Insurance is a document-heavy industry with numerous terms and conditions, making it challenging for policyholders to find accurate answers to their queries regarding policy details or the claims process. This often leads to higher customer churn due to frustration and misinformation. This article explores how to address this issue using Generative AI by building an end-to-end Retrieval-Augmented Generation (RAG) chatbot for insurance. We call it IVA(Insurance Virtual Agent), which is built over the robust AWS stack.
This article was published as a part of the Data Science Blogathon.
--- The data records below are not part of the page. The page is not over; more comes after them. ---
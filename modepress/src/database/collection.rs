//! Collection and database traits
//!
//! This module provides the unified interface the model layer talks to,
//! whatever document store sits underneath it.

use crate::database::{Document, FindQuery, Update};
use crate::error::Result;
use async_trait::async_trait;
use serde_json::Value;
use std::sync::Arc;
use uuid::Uuid;

/// Outcome of an update operation
#[derive(Debug, Clone, Copy, Default, PartialEq, Eq)]
pub struct UpdateResult {
    /// Number of documents the selector matched
    pub matched: u64,
    /// Number of documents whose content actually changed
    pub modified: u64,
}

/// A named collection of JSON documents
///
/// Selectors are MongoDB-style query documents (see `database::selector`).
#[async_trait]
pub trait Collection: Send + Sync {
    /// Get the name of this collection
    fn name(&self) -> &str;

    /// Fetch every document matching the query, in sort order
    ///
    /// # Arguments
    /// * `query` - Selector plus sort, skip (`index`), `limit` and projection
    ///
    /// # Returns
    /// * `Ok(Vec<Document>)` - Matching documents, possibly projected
    /// * `Err(Error)` - If the selector is malformed or the store fails
    async fn find(&self, query: &FindQuery) -> Result<Vec<Document>>;

    /// Count the documents matching a selector
    async fn count(&self, selector: &Value) -> Result<u64>;

    /// Insert a document
    ///
    /// An identity is generated when the document has no `_id`.
    ///
    /// # Returns
    /// * `Ok(Uuid)` - Identity of the stored document
    /// * `Err(Error)` - If the identity already exists or the store fails
    async fn insert_one(&self, document: Document) -> Result<Uuid>;

    /// Insert several documents one after another
    async fn insert_many(&self, documents: Vec<Document>) -> Result<Vec<Uuid>> {
        let mut ids = Vec::with_capacity(documents.len());
        for document in documents {
            ids.push(self.insert_one(document).await?);
        }
        Ok(ids)
    }

    /// Apply an update to the first document matching the selector
    async fn update_one(&self, selector: &Value, update: &Update) -> Result<UpdateResult>;

    /// Delete the first document matching the selector, returning how many went
    async fn delete_one(&self, selector: &Value) -> Result<u64>;

    /// Delete every document matching the selector
    async fn delete_many(&self, selector: &Value) -> Result<u64>;

    /// Ask the store to index a field
    ///
    /// Stores without index support may ignore this.
    async fn create_index(&self, _field: &str) -> Result<()> {
        Ok(())
    }
}

/// A database hands out collections by name
#[async_trait]
pub trait Database: Send + Sync {
    /// Get the name of this database
    fn name(&self) -> &str;

    /// Get a collection, creating it if it does not exist yet
    async fn collection(&self, name: &str) -> Result<Arc<dyn Collection>>;

    /// List the collections created so far
    async fn collection_names(&self) -> Vec<String>;
}
use crate::error::Result;
use crate::models::Model;
use crate::schema::{
    BoolItem, DateItem, ForeignKeyItem, HtmlItem, IdArrayItem, Schema, SchemaItem, TextItem,
};

pub const NAME: &str = "comments";

pub fn model() -> Result<Model> {
    let schema = Schema::new()
        .with(SchemaItem::new("author", TextItem::default().min_characters(1)).required())?
        .with(SchemaItem::new("user", ForeignKeyItem::new("users").nullable()))?
        .with(SchemaItem::new("post", ForeignKeyItem::new("posts")).required())?
        .with(SchemaItem::new("parent", ForeignKeyItem::new(NAME).nullable()))?
        .with(SchemaItem::new("public", BoolItem::new(true)))?
        .with(SchemaItem::new("content", HtmlItem::default().min_characters(1)).required())?
        .with(SchemaItem::new("children", IdArrayItem::new(NAME)))?
        .with(SchemaItem::new("createdOn", DateItem::new().default_now()).indexable())?
        .with(SchemaItem::new("lastUpdated", DateItem::new().use_now()).indexable())?;

    Ok(Model::new(NAME, schema))
}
A Retrieval-Augmented Generation chatbot is a sophisticated AI tool that enhances user interactions by integrating document retrieval with natural language generation. Instead of solely generating responses from a pre-trained model, an RAG chatbot retrieves relevant information from a database or document set. It then uses this information to craft detailed and accurate answers. This dual approach ensures that users receive highly contextual and precise information tailored to their queries.
We can divide the solution into three modules to develop and explain it agilely rather than handle it all simultaneously.
This module will focus on setting up the necessary AWS infrastructure. We’ll use TypeScript to create the stack and develop a Lambda function using Python. To get started, clone the repository and review the stack. However, suppose you’re new to this process and want to gain a deeper understanding. In that case, I highly recommend initializing a blank TypeScript CDK project and adding the required resources step-by-step.
Create an S3 bucket to host the static website, configure public read access, and deploy the website content. We will use this static page as a landing page for the insurance company and access the chatbot.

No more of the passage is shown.